Three Days Later
All quiet in the Adult Acute Surgery Ward. I pad down the shiny, eggshell-colored halls, nodding Dame Petunia Archibald III (my IV pole) ahead of me. It’s well before dawn, three days out. I hear the nurses whispering as they make their early morning rounds, swishing in and out of dark, beeping rooms.
It was all over so fast. A full week of waiting — waiting for the scan results, waiting for the diagnosis, waiting for the Dr.’s to visit, waiting to be transferred hospitals, waiting for surgery day, waiting for the gurney, waiting for the OR room, waiting for the anesthesiologist, and then…flash, flash, flash! I’m rolled in under those football stadium lights and game on — time hits the accelerator. Flash! My gown is peeled away and I’m pitched forward on the OR table, panting in fear as they insert the epidural into my spine. Flash! I watch the bright lights disappear as the mask reaches my face. Flash! I’m awake and can’t understand why my eyes won’t open. Why won’t they open?! I tell the post-op nurse whom I cannot see that I am the Lorax and I’m here to save the trees. I hear his tinkling laugh and I smile, despite the paralysis that seems to be sitting rudely on my face. They are telling me some medically medical talk about the dangerously diseased state of the 7 inches of bowel they removed (I can tell it’s serious by the grave Dr. Quinn tone they are using) and I am nodding but drifting somewhere over the Swiss Alps at the moment and can’t be bothered to come back down. They settle me in my room and one of them says, “You know you’re lucky. Getting appendicitis last week just may have saved your life.” And so it went. And so they left. And so I slept.

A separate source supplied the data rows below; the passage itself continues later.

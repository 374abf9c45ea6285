//! Shared test doubles for devgate integration tests

#![allow(dead_code)]

use async_trait::async_trait;
use devgate::config::{ContainerConfig, OrchestratorConfig, PortConfig, ProxyConfig};
use devgate::container::{ContainerManager, ContainerRuntime, ContainerSpec, CpuSample, StatsSnapshot};
use devgate::db::Database;
use devgate::orchestrator::{DevServerOrchestrator, ServerStatus};
use devgate::ports::PortAllocator;
use devgate::routes::{ProxyManager, ProxyRoute, RouteBackend};
use devgate::store::ProjectConfigStore;
use parking_lot::Mutex;
use std::collections::{HashMap, HashSet};
use std::sync::atomic::{AtomicBool, AtomicUsize, Ordering};
use std::sync::Arc;
use std::time::Duration;

/// In-memory container runtime; "containers" are ids in a set
#[derive(Default)]
pub struct MockRuntime {
    pub running: Mutex<HashSet<String>>,
    pub started: Mutex<Vec<ContainerSpec>>,
    pub removed: Mutex<Vec<String>>,
    next_id: AtomicUsize,
    pub fail_start: AtomicBool,
    pub fail_stop: AtomicBool,
}

impl MockRuntime {
    /// Simulate a container dying underneath us
    pub fn crash(&self, container_id: &str) {
        self.running.lock().remove(container_id);
    }

    pub fn running_count(&self) -> usize {
        self.running.lock().len()
    }
}

#[async_trait]
impl ContainerRuntime for MockRuntime {
    async fn start(&self, spec: &ContainerSpec) -> anyhow::Result<String> {
        if self.fail_start.load(Ordering::SeqCst) {
            anyhow::bail!("no such image: {}", spec.image);
        }
        let id = format!("container-{}", self.next_id.fetch_add(1, Ordering::SeqCst));
        self.running.lock().insert(id.clone());
        self.started.lock().push(spec.clone());
        Ok(id)
    }

    async fn stop(&self, container_id: &str, _grace: Duration) -> anyhow::Result<()> {
        if self.fail_stop.load(Ordering::SeqCst) {
            anyhow::bail!("daemon refused to stop {}", container_id);
        }
        self.running.lock().remove(container_id);
        Ok(())
    }

    async fn remove(&self, container: &str) -> anyhow::Result<()> {
        self.removed.lock().push(container.to_string());
        Ok(())
    }

    async fn is_running(&self, container_id: &str) -> bool {
        self.running.lock().contains(container_id)
    }

    async fn stats(&self, _container_id: &str) -> anyhow::Result<StatsSnapshot> {
        Ok(StatsSnapshot {
            memory_bytes: 128 * 1024 * 1024,
            cpu: CpuSample { total_usage: 600, system_usage: 4000, online_cpus: 2 },
            precpu: CpuSample { total_usage: 400, system_usage: 2000, online_cpus: 2 },
        })
    }
}

/// Route backend that records rules and can be told to fail
#[derive(Default)]
pub struct MockRouteBackend {
    pub rules: Mutex<HashMap<String, u16>>,
    pub fail_install: AtomicBool,
    pub fail_remove: AtomicBool,
}

#[async_trait]
impl RouteBackend for MockRouteBackend {
    async fn install(&self, route: &ProxyRoute) -> anyhow::Result<()> {
        if self.fail_install.load(Ordering::SeqCst) {
            anyhow::bail!("route store unavailable");
        }
        self.rules
            .lock()
            .insert(route.full_domain.clone(), route.target_port);
        Ok(())
    }

    async fn remove(&self, full_domain: &str) -> anyhow::Result<()> {
        if self.fail_remove.load(Ordering::SeqCst) {
            anyhow::bail!("route store unavailable");
        }
        self.rules.lock().remove(full_domain);
        Ok(())
    }
}

/// A full orchestration stack over an in-memory database and mocks
pub struct Harness {
    pub db: Arc<Database>,
    pub runtime: Arc<MockRuntime>,
    pub backend: Arc<MockRouteBackend>,
    pub ports: Arc<PortAllocator>,
    pub containers: Arc<ContainerManager>,
    pub proxy: Arc<ProxyManager>,
    pub orchestrator: Arc<DevServerOrchestrator>,
}

pub fn orchestrator_config() -> OrchestratorConfig {
    OrchestratorConfig {
        start_grace_period_ms: 0,
        idle_timeout_secs: 3600,
        cleanup_interval_secs: 60,
        max_servers_per_user: 2,
    }
}

impl Harness {
    pub fn new() -> Self {
        Self::with_config(orchestrator_config())
    }

    pub fn with_config(config: OrchestratorConfig) -> Self {
        let db = Arc::new(Database::open_in_memory().unwrap());
        db.create_user("u1", "alice").unwrap();
        db.create_user("u2", "bob").unwrap();

        let store: Arc<dyn ProjectConfigStore> = db.clone();
        let ports = PortAllocator::open(Arc::clone(&store), PortConfig::default()).unwrap();

        let runtime = Arc::new(MockRuntime::default());
        let containers = Arc::new(ContainerManager::new(
            runtime.clone(),
            Arc::clone(&ports),
            ContainerConfig::default(),
        ));

        let backend = Arc::new(MockRouteBackend::default());
        let proxy = Arc::new(
            ProxyManager::new(
                backend.clone(),
                ProxyConfig {
                    base_domain: "dev.example.com".to_string(),
                    ..ProxyConfig::default()
                },
            )
            .unwrap(),
        );

        let orchestrator = DevServerOrchestrator::new(
            store,
            Arc::clone(&ports),
            Arc::clone(&containers),
            Arc::clone(&proxy),
            config,
        );

        Self {
            db,
            runtime,
            backend,
            ports,
            containers,
            proxy,
            orchestrator,
        }
    }

    pub fn add_project(&self, id: &str, name: &str, owner: &str) {
        self.db.create_project(id, name, owner).unwrap();
    }

    /// Wait for the grace-period task to promote a record to running
    pub async fn wait_until_running(&self, project_id: &str) {
        for _ in 0..100 {
            if let Some(record) = self.orchestrator.get(project_id) {
                if record.status == ServerStatus::Running {
                    return;
                }
            }
            tokio::time::sleep(Duration::from_millis(10)).await;
        }
        panic!("dev server for {} never reached running", project_id);
    }
}

/// Bind to port 0 and hand back whatever the OS picked
pub fn free_port() -> u16 {
    let listener = std::net::TcpListener::bind("127.0.0.1:0").unwrap();
    listener.local_addr().unwrap().port()
}

/// Wait for a port to accept connections
pub async fn wait_for_port(port: u16, timeout: Duration) -> bool {
    let start = std::time::Instant::now();
    while start.elapsed() < timeout {
        if tokio::net::TcpStream::connect(("127.0.0.1", port)).await.is_ok() {
            return true;
        }
        tokio::time::sleep(Duration::from_millis(20)).await;
    }
    false
}

/// Send a raw HTTP/1.1 request and return the full response text
pub async fn http_request(
    port: u16,
    method: &str,
    path: &str,
    host: &str,
    headers: &[(&str, &str)],
    body: &str,
) -> String {
    use tokio::io::{AsyncReadExt, AsyncWriteExt};

    let mut stream = tokio::net::TcpStream::connect(("127.0.0.1", port)).await.unwrap();
    let mut request = format!(
        "{} {} HTTP/1.1\r\nHost: {}\r\nConnection: close\r\nContent-Length: {}\r\n",
        method,
        path,
        host,
        body.len()
    );
    for (name, value) in headers {
        request.push_str(&format!("{}: {}\r\n", name, value));
    }
    request.push_str("\r\n");
    request.push_str(body);

    stream.write_all(request.as_bytes()).await.unwrap();

    let mut response = Vec::new();
    tokio::time::timeout(Duration::from_secs(5), stream.read_to_end(&mut response))
        .await
        .unwrap()
        .unwrap();
    String::from_utf8_lossy(&response).to_string()
}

A wet, agonizing cough erupts from a dark room I’m passing in the hallway. The sound of it makes me wince for the person who created it. They must feel as though they are drowning alone in these early morning hours while the rest of the world is out singing karaoke. Another tiny tragedy floating down an airless hospital corridor. I round the corner and park Dame Petunia Archibald III in front of my favorite big window.

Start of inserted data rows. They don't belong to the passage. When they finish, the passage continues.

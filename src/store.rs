//! Interface to the project configuration store
//!
//! The orchestration core only needs three things from the platform's
//! database: project lookup, user lookup, and a place to persist each
//! project's port map. [`crate::db::Database`] is the production
//! implementation.

use serde::Serialize;
use std::collections::BTreeMap;

/// Persisted port assignment: `frontend`, `backend`, `reserved_1..N`
pub type PortMap = BTreeMap<String, u16>;

#[derive(Debug, Clone, Serialize)]
pub struct ProjectInfo {
    pub id: String,
    pub name: String,
    pub owner_id: String,
    pub deleted: bool,
}

#[derive(Debug, Clone, Serialize)]
pub struct UserInfo {
    pub id: String,
    pub username: String,
}

/// A project's persisted ports entry, exactly as stored.
///
/// Kept as raw JSON so one malformed project cannot fail a whole reload.
#[derive(Debug, Clone)]
pub struct StoredPorts {
    pub project_id: String,
    pub project_name: String,
    pub ports: serde_json::Value,
}

pub trait ProjectConfigStore: Send + Sync {
    fn get_project(&self, project_id: &str) -> anyhow::Result<Option<ProjectInfo>>;

    fn get_user(&self, user_id: &str) -> anyhow::Result<Option<UserInfo>>;

    /// Write the project's port map, or clear it with `None`
    fn save_ports(&self, project_id: &str, ports: Option<&PortMap>) -> anyhow::Result<()>;

    /// Every non-deleted project that has a persisted ports entry
    fn list_port_maps(&self) -> anyhow::Result<Vec<StoredPorts>>;
}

Standing here in my hospital gown, I can see San Francisco and the bay bridge lit up like a theatre on opening night. Forget the four tubes coming out of me, I feel like the first lady in a ball gown standing in the window of the Plaza hotel. Healthy, young, privileged, insured and recovering in one of the best hospitals in the country, I might as well be. Because out there somewhere in those lights are people who care about me, systems that support me, a family that loves me despite knowing me well, a company that did so much more than just employ me, and a life that *I* got to choose. In a world full of people who look out their windows and don’t see those things, right now…in..this..moment…I have it all. In a few seconds I can go back to wanting, to worrying, to feeling inadequate and scared and all the human debt we can never seem to pay down. But for *right now*, standing here as the first raindrops hit the glass, my mind vibrates with all the things I love about being alive. Tomorrow is going to be one of the hardest days of my life, although I don’t know it yet. I’m glad that surgeon thought that this was a life worth saving. Quick, take a breath before this moment’s gone.